Yup, keyword here is “under the right conditions”.

This may work well for their use case but fail horribly in others without further peer review and testing.

no, from my point of view is being more domain-focused instead of going full-orthogonal.

right. this is a proposal that needs to be tested. I started testing it on 30M parameters then I will move to a 100M and evaluate the generation on domain-specific assisting tasks

it made sense to me as it is a very simple idea I guess: causal self-attention compute QKV distances computing on the full vectors for Q,K and V; the topological transformer can provide the same computation using Q, scalar K and V. Instead of [N², N², N²] -> [N², N, N²] is used. If generation is confirmed to be on par in terms of quality, the gains are evident.

I haven’t read the paper yet, but the graph laplacian is quite useful in reordering matrices, so it isn’t that surprising if they managed to get something out of it in ML.

No, its a new form of alchemy that turns electricity into hype. The technical jargon is more.of.a thieves cant to help identity other conmen to one another

that's a strange way to spell "no, I didn't understand the paper"

Perhaps someone who does understand the paper will kindly make it a bit clearer for those of who get a bit lost.

Honestly why I would really apprechiate something like this, hn is not an explain platform.

For sure, some words or feedback on what you understood (did you get it right) etc. yeah.

But otherwise, if you do not understand a research paper, you have to do the same hard work as everyone else. Sitting down, going through it paragraph by paragraph and learning it. This takes massive time.

and for a high level overview, chatgpt and co are really really good getting papers.

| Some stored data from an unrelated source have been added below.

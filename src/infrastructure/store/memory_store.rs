//! In-process [`KeyValueStore`] with Redis-like expiration semantics.
//!
//! Used by unit and integration tests in place of a live Redis. Tests move
//! time forward with [`MemoryStore::advance`], which ages every stored key
//! instead of sleeping. Writes made afterwards are stamped with the wall
//! clock as usual.

use std::collections::HashMap;
use std::sync::{Mutex, MutexGuard};

use crate::domain::repositories::{IndexCommit, KeyValueStore};
use crate::error::AppError;
use async_trait::async_trait;
use chrono::{DateTime, Duration, Utc};

#[derive(Debug, Clone)]
enum Value {
    Text(String),
    Hash(HashMap<String, String>),
}

#[derive(Debug, Clone)]
struct Entry {
    value: Value,
    expires_at: Option<DateTime<Utc>>,
}

impl Entry {
    fn is_expired(&self, now: DateTime<Utc>) -> bool {
        self.expires_at.is_some_and(|at| now >= at)
    }
}

#[derive(Debug, Default)]
struct Inner {
    keys: HashMap<String, Entry>,
    sorted_sets: HashMap<String, HashMap<String, f64>>,
}

impl Inner {
    /// Returns the entry under `key`, evicting it first if it has expired.
    fn live(&mut self, key: &str) -> Option<&mut Entry> {
        let now = Utc::now();
        if self.keys.get(key).is_some_and(|e| e.is_expired(now)) {
            self.keys.remove(key);
        }
        self.keys.get_mut(key)
    }
}

/// Thread-safe in-memory store.
#[derive(Debug, Default)]
pub struct MemoryStore {
    inner: Mutex<Inner>,
}

impl MemoryStore {
    pub fn new() -> Self {
        Self::default()
    }

    fn lock(&self) -> MutexGuard<'_, Inner> {
        self.inner.lock().unwrap_or_else(|poisoned| poisoned.into_inner())
    }

    /// Lets `by` pass for every key currently stored, expiring them as Redis
    /// would. Sorted sets carry no expiration and are left as they are.
    pub fn advance(&self, by: Duration) {
        let now = Utc::now();
        let mut inner = self.lock();
        for entry in inner.keys.values_mut() {
            if let Some(at) = entry.expires_at.as_mut() {
                *at -= by;
            }
        }
        inner.keys.retain(|_, entry| !entry.is_expired(now));
    }

    /// Expiration of a live key, if it has one.
    pub fn expires_at(&self, key: &str) -> Option<DateTime<Utc>> {
        self.lock().live(key).and_then(|e| e.expires_at)
    }

    /// Number of members in a sorted set.
    pub fn zcard(&self, set: &str) -> usize {
        self.lock().sorted_sets.get(set).map_or(0, HashMap::len)
    }
}

#[async_trait]
impl KeyValueStore for MemoryStore {
    async fn exists(&self, key: &str) -> Result<bool, AppError> {
        Ok(self.lock().live(key).is_some())
    }

    async fn get(&self, key: &str) -> Result<Option<String>, AppError> {
        match self.lock().live(key) {
            Some(Entry {
                value: Value::Text(text),
                ..
            }) => Ok(Some(text.clone())),
            Some(_) => Err(AppError::store_unavailable(
                "GET",
                "WRONGTYPE Operation against a key holding the wrong kind of value",
            )),
            None => Ok(None),
        }
    }

    async fn hget(&self, key: &str, field: &str) -> Result<Option<String>, AppError> {
        match self.lock().live(key) {
            Some(Entry {
                value: Value::Hash(fields),
                ..
            }) => Ok(fields.get(field).cloned()),
            Some(_) => Err(AppError::store_unavailable(
                "HGET",
                "WRONGTYPE Operation against a key holding the wrong kind of value",
            )),
            None => Ok(None),
        }
    }

    async fn claim_link(
        &self,
        key: &str,
        field: &str,
        value: &str,
        expires_at: DateTime<Utc>,
    ) -> Result<bool, AppError> {
        let mut inner = self.lock();
        if inner.live(key).is_some() {
            return Ok(false);
        }

        let fields = HashMap::from([(field.to_owned(), value.to_owned())]);
        inner.keys.insert(
            key.to_owned(),
            Entry {
                value: Value::Hash(fields),
                expires_at: Some(expires_at),
            },
        );
        Ok(true)
    }

    async fn commit_index(&self, commit: IndexCommit) -> Result<(), AppError> {
        let mut inner = self.lock();

        inner
            .sorted_sets
            .entry(commit.ranking_set)
            .or_default()
            .entry(commit.member)
            .or_insert(0.0);

        inner.keys.insert(
            commit.long_key,
            Entry {
                value: Value::Text(commit.short_code),
                expires_at: Some(commit.expires_at),
            },
        );
        Ok(())
    }

    async fn zadd_nx(&self, set: &str, member: &str, score: f64) -> Result<bool, AppError> {
        let mut inner = self.lock();
        let members = inner.sorted_sets.entry(set.to_owned()).or_default();
        if members.contains_key(member) {
            return Ok(false);
        }
        members.insert(member.to_owned(), score);
        Ok(true)
    }

    async fn zincrby(&self, set: &str, member: &str, delta: f64) -> Result<f64, AppError> {
        let mut inner = self.lock();
        let score = inner
            .sorted_sets
            .entry(set.to_owned())
            .or_default()
            .entry(member.to_owned())
            .or_insert(0.0);
        *score += delta;
        Ok(*score)
    }

    async fn zscore(&self, set: &str, member: &str) -> Result<Option<f64>, AppError> {
        Ok(self
            .lock()
            .sorted_sets
            .get(set)
            .and_then(|members| members.get(member).copied()))
    }

    async fn zrevrange_by_score(
        &self,
        set: &str,
        min: f64,
        max: f64,
        offset: usize,
        count: usize,
    ) -> Result<Vec<(String, f64)>, AppError> {
        let inner = self.lock();
        let Some(members) = inner.sorted_sets.get(set) else {
            return Ok(Vec::new());
        };

        let mut ranked: Vec<(String, f64)> = members
            .iter()
            .filter(|(_, score)| **score >= min && **score <= max)
            .map(|(member, score)| (member.clone(), *score))
            .collect();

        // Redis orders equal scores in reverse lexicographic order here.
        ranked.sort_by(|a, b| b.1.total_cmp(&a.1).then_with(|| b.0.cmp(&a.0)));

        Ok(ranked.into_iter().skip(offset).take(count).collect())
    }

    async fn ping(&self) -> Result<(), AppError> {
        Ok(())
    }
}

#[cfg(test)]
mod tests {
    use super::*;

    #[tokio::test]
    async fn test_claim_is_set_if_absent() {
        let store = MemoryStore::new();
        let expires_at = Utc::now() + Duration::hours(1);

        assert!(
            store
                .claim_link("short:1", "url", "https://a.test/", expires_at)
                .await
                .unwrap()
        );
        assert!(
            !store
                .claim_link("short:1", "url", "https://b.test/", expires_at)
                .await
                .unwrap()
        );

        assert_eq!(
            store.hget("short:1", "url").await.unwrap().as_deref(),
            Some("https://a.test/")
        );
        assert_eq!(store.expires_at("short:1"), Some(expires_at));
    }

    #[tokio::test]
    async fn test_expired_keys_disappear_and_can_be_reclaimed() {
        let store = MemoryStore::new();
        let expires_at = Utc::now() + Duration::minutes(10);
        store
            .claim_link("short:1", "url", "https://a.test/", expires_at)
            .await
            .unwrap();

        store.advance(Duration::minutes(11));

        assert!(!store.exists("short:1").await.unwrap());
        assert_eq!(store.hget("short:1", "url").await.unwrap(), None);
        let reclaim_at = Utc::now() + Duration::hours(1);
        assert!(
            store
                .claim_link("short:1", "url", "https://b.test/", reclaim_at)
                .await
                .unwrap()
        );
        assert_eq!(store.expires_at("short:1"), Some(reclaim_at));
    }

    #[tokio::test]
    async fn test_sorted_sets_do_not_expire() {
        let store = MemoryStore::new();
        store.zincrby("ranks", "https://a.test/", 1.0).await.unwrap();

        store.advance(Duration::days(365));

        assert_eq!(
            store.zscore("ranks", "https://a.test/").await.unwrap(),
            Some(1.0)
        );
    }

    #[tokio::test]
    async fn test_commit_index_keeps_existing_score() {
        let store = MemoryStore::new();
        store.zincrby("ranks", "https://a.test/", 4.0).await.unwrap();

        store
            .commit_index(IndexCommit {
                ranking_set: "ranks".to_string(),
                member: "https://a.test/".to_string(),
                long_key: "long:https://a.test/".to_string(),
                short_code: "b".to_string(),
                expires_at: Utc::now() + Duration::hours(1),
            })
            .await
            .unwrap();

        assert_eq!(
            store.zscore("ranks", "https://a.test/").await.unwrap(),
            Some(4.0)
        );
        assert_eq!(
            store.get("long:https://a.test/").await.unwrap().as_deref(),
            Some("b")
        );
    }

    #[tokio::test]
    async fn test_wrong_type_is_reported() {
        let store = MemoryStore::new();
        store
            .claim_link(
                "short:1",
                "url",
                "https://a.test/",
                Utc::now() + Duration::hours(1),
            )
            .await
            .unwrap();

        assert!(store.get("short:1").await.is_err());
    }

    #[tokio::test]
    async fn test_zrevrange_respects_bounds_offset_and_count() {
        let store = MemoryStore::new();
        for (member, score) in [("a", 1.0), ("b", 5.0), ("c", 3.0), ("d", 0.0)] {
            store.zadd_nx("ranks", member, score).await.unwrap();
        }

        let top = store
            .zrevrange_by_score("ranks", 0.0, f64::INFINITY, 1, 2)
            .await
            .unwrap();
        assert_eq!(top, vec![("c".to_string(), 3.0), ("a".to_string(), 1.0)]);

        let bounded = store
            .zrevrange_by_score("ranks", 2.0, 4.0, 0, 10)
            .await
            .unwrap();
        assert_eq!(bounded, vec![("c".to_string(), 3.0)]);
    }

    #[tokio::test]
    async fn test_advance_ages_existing_keys_only() {
        let store = MemoryStore::new();
        store
            .claim_link("short:1", "url", "https://a.test/", Utc::now() + Duration::hours(2))
            .await
            .unwrap();

        store.advance(Duration::hours(1));

        assert!(store.exists("short:1").await.unwrap());
        let fresh = Utc::now() + Duration::hours(2);
        store
            .claim_link("short:2", "url", "https://b.test/", fresh)
            .await
            .unwrap();

        store.advance(Duration::hours(1));

        assert!(!store.exists("short:1").await.unwrap());
        assert!(store.exists("short:2").await.unwrap());
    }
}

Try get over your ai hate.

If you need help getting more out of ai, you can use chatgpt and co to go through papers and let yourself eli5 paragarphs. 1blue3brown also has a few great videos about transformer and how they work

Ideologues usually aren't great at primary source understanding/reasoning, hence why they end up with such strong opinions.

I dug into this a bit (with AI ofc) and it spat this out. I found it an easy way to visualise and start to understand:

> Standard AI models (like GPT-4) treat data using Global Geometry. They imagine every word as a point floating in a massive, flat, high-dimensional room. To see how two words relate, they draw a straight line between them.

> Local Topology changes the "room" into a landscape (a manifold). Instead of a flat void, the data exists on a curved surface that has hills, valleys, and paths.

What is a "high-dimensional room"? A "room" is by definition three-dimensional in so far as we're using metaphor for description. Then to add this "high-dimensional" modifier does little for me, since the only visualizable high-dimensional cube is a tesseract, which still leaves you at 4-d.

The presented counterpoint to this metaphor has the "room" change into a "landscape". The room is a "flat void" compared to a landscape with "hills, valleys, and paths". None of these landscape features evoke higher dimensionality in my imagination. Certainly not in the way, say, the metaphor of the "coastline" of Great Britain does when discussing the unusual properties of a fractal.

These moves don't shift my railroad mind from one track onto another. So I wonder, if a metaphoric usage is not in some way universal, how can it be instructive?

The metaphor works only if you already understand the maths.

Maths I’ve never heard of. Possible. Probable. And what you’re saying is the words “room” and “landscape” are _over coded_ to such an extent the natural logic of 3-d rooms and 2-d landscapes are easily overcome by scaffolds of mathematical instruction—such that the latter could be imagined as having *higher* dimensionality than the former, for example? Or whatever other idea orbiting those words counter to their nature. That’s very interesting.